Structure of the replicative form of bacteriophage φX174: VII. Renaturation of denatured double-stranded φX DNA

Abstract

Denatured double-stranded φX DNA (RF DNA) is formed after exposure of component I (covalently closed circular duplex) to alkali and reneutralization of the alkali. Under conditions which are optimal for the renaturation of linear phage DNA, denatured double-stranded φX DNA cannot be renatured.

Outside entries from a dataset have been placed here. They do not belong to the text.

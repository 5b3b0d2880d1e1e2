//! tracing 기반 로깅 초기화.
//!
//! 지원 형식:
//! - **pretty**: 개발용 사람이 읽기 쉬운 형식
//! - **json**: 로그 수집기용 JSON 형식
//! - **compact**: 한 줄 형식

use std::str::FromStr;

use tracing_subscriber::{
    fmt, layer::SubscriberExt, util::SubscriberInitExt, EnvFilter, Layer, Registry,
};

use crate::config::LoggingConfig;
use crate::error::CoreError;

/// 로그 출력 형식.
#[derive(Debug, Clone, Copy, Default, PartialEq, Eq)]
pub enum LogFormat {
    /// 색상이 포함된 여러 줄 형식
    #[default]
    Pretty,
    /// JSON 형식
    Json,
    /// 간결한 한 줄 형식
    Compact,
}

impl FromStr for LogFormat {
    type Err = CoreError;

    fn from_str(s: &str) -> Result<Self, Self::Err> {
        match s.to_lowercase().as_str() {
            "pretty" => Ok(Self::Pretty),
            "json" => Ok(Self::Json),
            "compact" => Ok(Self::Compact),
            _ => Err(CoreError::Config(format!("Unknown log format: {}", s))),
        }
    }
}

/// 로깅 설정.
#[derive(Debug, Clone)]
pub struct LogConfig {
    /// 필터 지시어 (예: "info", "cryptex_exchange=debug")
    pub level: String,
    /// 출력 형식
    pub format: LogFormat,
    /// 파일명과 줄 번호 포함 여부
    pub with_file: bool,
    /// 대상(모듈 경로) 포함 여부
    pub with_target: bool,
}

impl Default for LogConfig {
    fn default() -> Self {
        Self {
            level: "info".to_string(),
            format: LogFormat::Pretty,
            with_file: false,
            with_target: true,
        }
    }
}

impl LogConfig {
    /// 새 로그 설정을 생성합니다.
    pub fn new(level: impl Into<String>) -> Self {
        Self {
            level: level.into(),
            ..Default::default()
        }
    }

    /// 로그 형식을 설정합니다.
    pub fn with_format(mut self, format: LogFormat) -> Self {
        self.format = format;
        self
    }

    /// `RUST_LOG`, `LOG_FORMAT` 환경 변수에서 생성합니다.
    pub fn from_env() -> Self {
        let level = std::env::var("RUST_LOG").unwrap_or_else(|_| "info".to_string());
        let format = std::env::var("LOG_FORMAT")
            .ok()
            .and_then(|s| s.parse().ok())
            .unwrap_or_default();

        Self {
            level,
            format,
            ..Default::default()
        }
    }
}

impl TryFrom<&LoggingConfig> for LogConfig {
    type Error = CoreError;

    fn try_from(config: &LoggingConfig) -> Result<Self, Self::Error> {
        Ok(Self::new(config.level.clone()).with_format(config.format.parse()?))
    }
}

fn fmt_layer(config: &LogConfig) -> Box<dyn Layer<Registry> + Send + Sync> {
    let base = fmt::layer()
        .with_file(config.with_file)
        .with_line_number(config.with_file)
        .with_target(config.with_target);

    match config.format {
        LogFormat::Pretty => base.pretty().boxed(),
        LogFormat::Json => base.json().boxed(),
        LogFormat::Compact => base.compact().boxed(),
    }
}

/// 주어진 설정으로 전역 구독자를 설치합니다.
///
/// `RUST_LOG`가 설정되어 있으면 `config.level`보다 우선합니다.
/// 이미 구독자가 설치되어 있으면 에러를 반환합니다.
///
/// ```no_run
/// use cryptex_core::logging::{init_logging, LogConfig, LogFormat};
///
/// init_logging(LogConfig::new("debug").with_format(LogFormat::Json)).unwrap();
/// ```
pub fn init_logging(config: LogConfig) -> Result<(), CoreError> {
    let env_filter = EnvFilter::try_from_default_env()
        .or_else(|_| EnvFilter::try_new(&config.level))
        .map_err(|e| CoreError::Config(format!("Invalid log filter: {}", e)))?;

    tracing_subscriber::registry()
        .with(fmt_layer(&config))
        .with(env_filter)
        .try_init()
        .map_err(|e| CoreError::Config(e.to_string()))?;

    tracing::info!(format = ?config.format, level = %config.level, "Logging initialized");
    Ok(())
}

/// 환경 변수에서 로깅을 초기화합니다.
pub fn init_logging_from_env() -> Result<(), CoreError> {
    init_logging(LogConfig::from_env())
}

#[cfg(test)]
mod tests {
    use super::*;

    #[test]
    fn test_log_format_from_str() {
        assert_eq!("pretty".parse::<LogFormat>().unwrap(), LogFormat::Pretty);
        assert_eq!("JSON".parse::<LogFormat>().unwrap(), LogFormat::Json);
        assert_eq!("compact".parse::<LogFormat>().unwrap(), LogFormat::Compact);
        assert!("xml".parse::<LogFormat>().is_err());
    }

    #[test]
    fn test_log_config_from_logging_section() {
        let section = LoggingConfig {
            level: "debug".to_string(),
            format: "compact".to_string(),
        };
        let config = LogConfig::try_from(&section).unwrap();

        assert_eq!(config.level, "debug");
        assert_eq!(config.format, LogFormat::Compact);
    }
}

Renaturation will proceed very rapidly, however, in alkaline solution (pH 12) at 50 °C. Breakage of a phosphodiester bond in denatured double-stranded φX DNA will lead to one of the following products, irrespective of the means by which the break is achieved (enzymic hydrolysis, γ-irradiation or incubation with reducing agents): 1. (a) native double-stranded DNA (component II; nicked circular duplex) is formed in buffers of low ionic strength (0.01 m-phosphate—0.001 m-sodium citrate, pH 7) at 0 to 30 °C; 2. (b) single-stranded DNA is formed in buffers of low ionic strength at temperatures exceeding 30 °C; 3. (c) a heterogeneous product, presumably consisting of partially renatured DNA, is formed in buffers of high ionic strength (0.1 m-Tris or m-NaCl). These results suggest that the nature of the product of denatured double-stranded φX DNA, in which a phosphodiester bond is broken, is primarily determined by environmental conditions such as temperature and ionic strength. Cross-linking of the two strands in component I by means of nitrogen mustard prevents the conversion by alkali into denatured RF DNA. On the other hand, interstrand cross-links in denatured RF DNA impede the molecules from renaturing to form component II after chain breakage. These results lend support to a model for the structure of denatured RF DNA which had been proposed earlier. This means that a shift of the two strands with respect to each other and a high number of crossings over of both strands have a major role in the irreversibility of denaturation of component I.